Nilam Cahya telah berusia lima tahun dan Dama’ Bulan berusia delapan belas belas tahun. Tanpa terasa, sudah empat tahun pula ia memimpin rakyatnya di tanah asing ini. Kemenakannya, Nilam Cahya, sudah tumbuh menjadi seorang anak perempuan yang sehat dan ceria, meskipun sesungguhnya malang nasibnya.
Sang ibunda, permaisuri Paduka Kekanda Dama’ Bintang telah berpulang beberapa waktu lalu,tak lama berselang setelah Manok Sabong meninggalkan pemukiman mereka untuk mencari keberadaan negeri Tanjung Nagara.
Dahulu, sang permaisuri terlihat percaya diri dan segenap pesona hadir padanya. Busana kebesaran yang mewakili peradaban selalu ia kenakan. Sang permaisuri selalu mengenakan tiga helai kain utama, yaitu kain kemban atau punca potong, kain sarung songket menutupi bagian bawha tubuhnya, dan kain kelubung untuk menutupi kepalanya. Sedangkan pelengkap busananya tersebut, sang permaisuri hampir tak selalu alpa mengenakan pemeleh atau mahkota emas yang indah, untaian bunga mala atau kamboja, sunting mala, cucuk sanggul yang berjurai, dokoh, pontoh, tali pingang berpending, gelang kaki, gelang tangan cerai tujuh, cenggai serta keris berhulu tanduk Kuba Balar.
Lama-kelamaan dalam keadaan sakitnya itu, busananya pun berkurang. Sudah tak mungkin mendapatkan bunga mala atau kamboja segar untuk untaian penghias rambutnya. Kain kemban dan sarung songketnya perlahan menjadi lusuh, bahkan beberapa telah rusak, robek dan tak layak untuk digunakan lagi. Sedangkan kain-kain yang masih ada sudah pendar dan gugur warna-warna cerahnya.
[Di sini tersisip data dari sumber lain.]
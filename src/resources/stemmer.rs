use std::collections::{HashMap, HashSet};
use std::io::Read;
use std::iter::FromIterator;

use crate::errors::*;

pub trait Stemmer: Send + Sync {
    fn stem(&self, value: &str) -> String;
}

/// Reads a stems lexicon in the `root,form1,form2,...` CSV format, one root
/// per record.
pub fn read_stems<R: Read>(reader: R) -> Result<HashMap<String, String>> {
    let mut values = HashMap::<String, String>::new();
    let mut csv_reader = csv::ReaderBuilder::new()
        .delimiter(b',')
        .quoting(false)
        .flexible(true)
        .has_headers(false)
        .from_reader(reader);

    for record in csv_reader.records() {
        let elements = record?;
        let stem = &elements[0];
        for value in elements.iter().skip(1) {
            values.insert(value.to_string(), stem.to_string());
        }
    }
    Ok(values)
}

pub struct HashMapStemmer {
    values: HashMap<String, String>,
}

impl HashMapStemmer {
    pub fn from_reader<R: Read>(reader: R) -> Result<Self> {
        Ok(Self {
            values: read_stems(reader)?,
        })
    }
}

impl FromIterator<(String, String)> for HashMapStemmer {
    fn from_iter<T: IntoIterator<Item = (String, String)>>(iter: T) -> Self {
        Self {
            values: HashMap::from_iter(iter),
        }
    }
}

impl Stemmer for HashMapStemmer {
    fn stem(&self, value: &str) -> String {
        self.values
            .get(value)
            .map(|v| v.to_string())
            .unwrap_or_else(|| value.to_string())
    }
}

const PARTICLES: &[&str] = &["lah", "kah", "tah", "pun"];
const POSSESSIVES: &[&str] = &["nya", "ku", "mu"];
const DERIVATIONAL_SUFFIXES: &[&str] = &["kan", "an", "i"];

// A stripped candidate shorter than this cannot be an Indonesian root.
const MIN_STEM_LEN: usize = 2;

/// Affix-stripping stemmer for Indonesian, checked against a root-word
/// dictionary: a stripped form is only accepted once it lands on a known
/// root, otherwise the input is returned unchanged. Every possible output is
/// therefore a fixed point of `stem`, which makes stemming idempotent.
///
/// The `overrides` lexicon maps irregular or colloquial forms straight to
/// their canonical root and is consulted before any stripping.
pub struct IndonesianStemmer {
    root_words: HashSet<String>,
    overrides: HashMap<String, String>,
}

impl IndonesianStemmer {
    pub fn new(root_words: HashSet<String>, overrides: HashMap<String, String>) -> Self {
        Self {
            root_words,
            overrides,
        }
    }

    fn strip_prefixes(&self, word: &str) -> Option<String> {
        // Indonesian words carry at most three derivational prefixes.
        let mut forms = vec![word.to_string()];
        for _ in 0..3 {
            let mut next_forms = Vec::new();
            for form in &forms {
                for derived in prefix_derivations(form) {
                    if self.root_words.contains(&derived) {
                        return Some(derived);
                    }
                    next_forms.push(derived);
                }
            }
            if next_forms.is_empty() {
                return None;
            }
            forms = next_forms;
        }
        None
    }
}

impl Stemmer for IndonesianStemmer {
    fn stem(&self, value: &str) -> String {
        if let Some(root) = self.overrides.get(value) {
            return root.clone();
        }
        if self.root_words.contains(value) {
            return value.to_string();
        }

        // Suffixes come off before prefixes: particle, then possessive, then
        // derivational suffix.
        let mut candidates = vec![value.to_string()];
        let mut current = value.to_string();
        for suffix_family in &[PARTICLES, POSSESSIVES, DERIVATIONAL_SUFFIXES] {
            if let Some(stripped) = strip_one_of(&current, suffix_family) {
                if self.root_words.contains(&stripped) {
                    return stripped;
                }
                current = stripped;
                candidates.push(current.clone());
            }
        }

        // Prefix stripping, attempted on the most suffix-stripped form first
        // and falling back to the raw word (some suffixes are part of the
        // root, e.g. "bervariasi" -> "variasi").
        for candidate in candidates.iter().rev() {
            if let Some(root) = self.strip_prefixes(candidate) {
                return root;
            }
        }

        value.to_string()
    }
}

fn strip_one_of(word: &str, suffixes: &[&str]) -> Option<String> {
    for suffix in suffixes {
        if word.len() >= suffix.len() + MIN_STEM_LEN && word.ends_with(suffix) {
            return Some(word[..word.len() - suffix.len()].to_string());
        }
    }
    None
}

/// Candidate de-prefixed forms of `word`, from the first matching prefix
/// family. Nasal prefixes produce both the bare remainder and the
/// sound-recovered form (e.g. "meny-" assimilates an "s").
fn prefix_derivations(word: &str) -> Vec<String> {
    let rules: &[(&str, &[&str])] = &[
        ("meny", &["", "s"]),
        ("meng", &["", "k", "g"]),
        ("mem", &["", "p"]),
        ("men", &["", "t", "n"]),
        ("me", &[""]),
        ("peny", &["", "s"]),
        ("peng", &["", "k", "g"]),
        ("pem", &["", "p"]),
        ("pen", &["", "t", "n"]),
        ("per", &[""]),
        ("pe", &[""]),
        ("ber", &[""]),
        ("bel", &[""]),
        ("ter", &[""]),
        ("di", &[""]),
        ("ke", &[""]),
        ("se", &[""]),
    ];
    for (prefix, recodings) in rules {
        if word.len() >= prefix.len() + MIN_STEM_LEN && word.starts_with(prefix) {
            let remainder = &word[prefix.len()..];
            return recodings
                .iter()
                .map(|recoding| format!("{}{}", recoding, remainder))
                .collect();
        }
    }
    vec![]
}

#[cfg(test)]
mod tests {
    use std::iter::FromIterator;

    use maplit::{hashmap, hashset};

    use super::*;

    fn sample_stemmer() -> IndonesianStemmer {
        let root_words = hashset![
            "ajar".to_string(),
            "baik".to_string(),
            "bantu".to_string(),
            "bersih".to_string(),
            "inap".to_string(),
            "kamar".to_string(),
            "layan".to_string(),
            "makan".to_string(),
            "nyaman".to_string(),
            "sarapan".to_string(),
            "variasi".to_string(),
        ];
        let overrides = hashmap![
            "tdk".to_string() => "tidak".to_string(),
            "gak".to_string() => "tidak".to_string(),
        ];
        IndonesianStemmer::new(root_words, overrides)
    }

    #[test]
    fn hashmap_stemmer_works() {
        // Given
        let stems: &[u8] = r#"
layan,layanan,pelayanan,melayani
bersih,bersihnya,kebersihan"#
            .as_ref();

        // When
        let stemmer = HashMapStemmer::from_reader(stems);

        // Then
        assert!(stemmer.is_ok());
        let stemmer = stemmer.unwrap();
        assert_eq!(stemmer.stem("pelayanan"), "layan".to_string());
        assert_eq!(stemmer.stem("kebersihan"), "bersih".to_string());
        assert_eq!(stemmer.stem("unknown"), "unknown".to_string());
    }

    #[test]
    fn indonesian_stemmer_strips_affixes() {
        // Given
        let stemmer = sample_stemmer();

        // When / Then
        assert_eq!(stemmer.stem("kamarnya"), "kamar".to_string());
        assert_eq!(stemmer.stem("sarapannya"), "sarapan".to_string());
        assert_eq!(stemmer.stem("makanan"), "makan".to_string());
        assert_eq!(stemmer.stem("bervariasi"), "variasi".to_string());
        assert_eq!(stemmer.stem("membantu"), "bantu".to_string());
        assert_eq!(stemmer.stem("menginap"), "inap".to_string());
        assert_eq!(stemmer.stem("terbaik"), "baik".to_string());
        assert_eq!(stemmer.stem("belajar"), "ajar".to_string());
        // confix: pe- + layan + -an + -nya
        assert_eq!(stemmer.stem("pelayanannya"), "layan".to_string());
    }

    #[test]
    fn indonesian_stemmer_applies_overrides() {
        // Given
        let stemmer = sample_stemmer();

        // When / Then
        assert_eq!(stemmer.stem("tdk"), "tidak".to_string());
        assert_eq!(stemmer.stem("gak"), "tidak".to_string());
    }

    #[test]
    fn indonesian_stemmer_keeps_unknown_words() {
        // Given
        let stemmer = sample_stemmer();

        // When / Then
        assert_eq!(stemmer.stem("wifi"), "wifi".to_string());
        assert_eq!(stemmer.stem("oyo"), "oyo".to_string());
    }

    #[test]
    fn indonesian_stemming_is_idempotent() {
        // Given
        let stemmer = sample_stemmer();
        let words = vec![
            "kamarnya",
            "pelayanannya",
            "bervariasi",
            "makanan",
            // "layanan" strips to a root that itself ends with "-an"
            "layanan",
            "menginap",
            "tdk",
            "wifi",
            "sarapan",
        ];

        // When / Then
        for word in words {
            let once = stemmer.stem(word);
            let twice = stemmer.stem(&once);
            assert_eq!(once, twice, "stemming '{}' is not idempotent", word);
        }
    }

    #[test]
    fn hashmap_stemmer_from_iter_works() {
        // Given
        let stemmer = HashMapStemmer::from_iter(vec![(
            "bagusnya".to_string(),
            "bagus".to_string(),
        )]);

        // When / Then
        assert_eq!(stemmer.stem("bagusnya"), "bagus".to_string());
        assert_eq!(stemmer.stem("bagus"), "bagus".to_string());
    }
}
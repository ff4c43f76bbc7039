mod naive_bayes;

pub use self::naive_bayes::MultinomialNaiveBayes;
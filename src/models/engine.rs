use serde_derive::Deserialize;

#[derive(Debug, Deserialize)]
pub struct ModelVersion {
    pub model_version: String,
}

/// Top-level engine configuration: one entry per supported hotel, plus the
/// shared language resources. Deserialization failing on a missing field is
/// the intended startup validation.
#[derive(Debug, Deserialize)]
pub struct EngineModel {
    pub model_version: String,
    pub language_code: String,
    pub resources: String,
    #[serde(default)]
    pub influential_words: Option<String>,
    pub hotels: Vec<HotelModel>,
}

#[derive(Debug, Clone, Deserialize)]
pub struct HotelModel {
    pub name: String,
    pub directory: String,
    #[serde(default)]
    pub description: Option<String>,
    #[serde(default)]
    pub review_distribution: Option<ReviewDistribution>,
}

/// Display-only corpus statistics carried along with a hotel entry.
#[derive(Debug, Clone, PartialEq, Eq, Deserialize)]
pub struct ReviewDistribution {
    pub positive: usize,
    pub negative: usize,
    pub neutral: usize,
}
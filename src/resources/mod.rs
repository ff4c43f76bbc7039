pub mod loading;
pub mod stemmer;

use std::collections::HashSet;
use std::fmt;
use std::sync::Arc;

use self::stemmer::Stemmer;

/// Language resources shared by every hotel profile. Loaded once per engine
/// and treated as read-only afterwards.
pub struct SharedResources {
    pub stop_words: HashSet<String>,
    pub negations: HashSet<String>,
    pub stemmer: Arc<dyn Stemmer>,
}

impl fmt::Debug for SharedResources {
    fn fmt(&self, f: &mut fmt::Formatter) -> fmt::Result {
        f.debug_struct("SharedResources")
            .field("stop_words", &self.stop_words)
            .field("negations", &self.negations)
            .field("stemmer", &"<dyn Stemmer>")
            .finish()
    }
}
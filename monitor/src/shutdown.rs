//! Console shutdown watcher.
//!
//! Reads lines from stdin as its own task; `quit` or `q` triggers monitor
//! shutdown, anything else re-prompts. Closing stdin ends the watcher
//! without ending the monitor.

use std::sync::Arc;

use tokio::io::{AsyncBufReadExt, BufReader};
use tokio::task::JoinHandle;
use tracing::warn;

use crate::monitor::Monitor;

const PROMPT: &str = "'quit' or 'q' to terminate program";

pub fn spawn(monitor: Arc<Monitor>) -> JoinHandle<()> {
    tokio::spawn(async move {
        let mut lines = BufReader::new(tokio::io::stdin()).lines();
        println!("{PROMPT}");
        while monitor.is_running() {
            match lines.next_line().await {
                Ok(Some(line)) => {
                    let cmd = line.trim();
                    if cmd == "q" || cmd == "quit" {
                        monitor.stop();
                        break;
                    }
                    println!("{PROMPT}");
                }
                Ok(None) => break,
                Err(e) => {
                    warn!("console watcher read failed: {e}");
                    break;
                }
            }
        }
    })
}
Sang permaisuri sudah tidak memiliki kekuatan dan semangat untuk melawan penyakitnya itu. Keresahan dan kesedihan menggerogotinya. Bukan ia tak mau untuk melihat Nilam Cahya tumbuh besar dan merawatnya dengan tangannya sendiri, tetapi beliau sungguh tak kuat bertahan lagi. Sebelum wafat, dengan suara parau, ia memohon kepada Danum dan istrinya untuk menjaga baik-baik Nilam Cahya. Beliau bahkan sempat mengatakan kepada Dama’ Bulan bahwa sejak pertama ia percaya dengan sosok raja muda tersebut untuk membawa rakyat Songkhra ke dalam kesejahteraan, peradaban, perdamaian dan tentu saja kejayaan.
Nilam Cahya yang masih kecil dipaksa untuk memahami arti dari kehilangan sosok ibundanya tercinta. Ia juga dipaksa untuk menerima kenyataan bahwa ia tidak memiliki sosok seorang ayah yang tidak ia kenali dari bayi. Danum dan istrinya lah yang membuat Nilam Cahya merasa diterima dan dipenuhi oleh kasih sayang.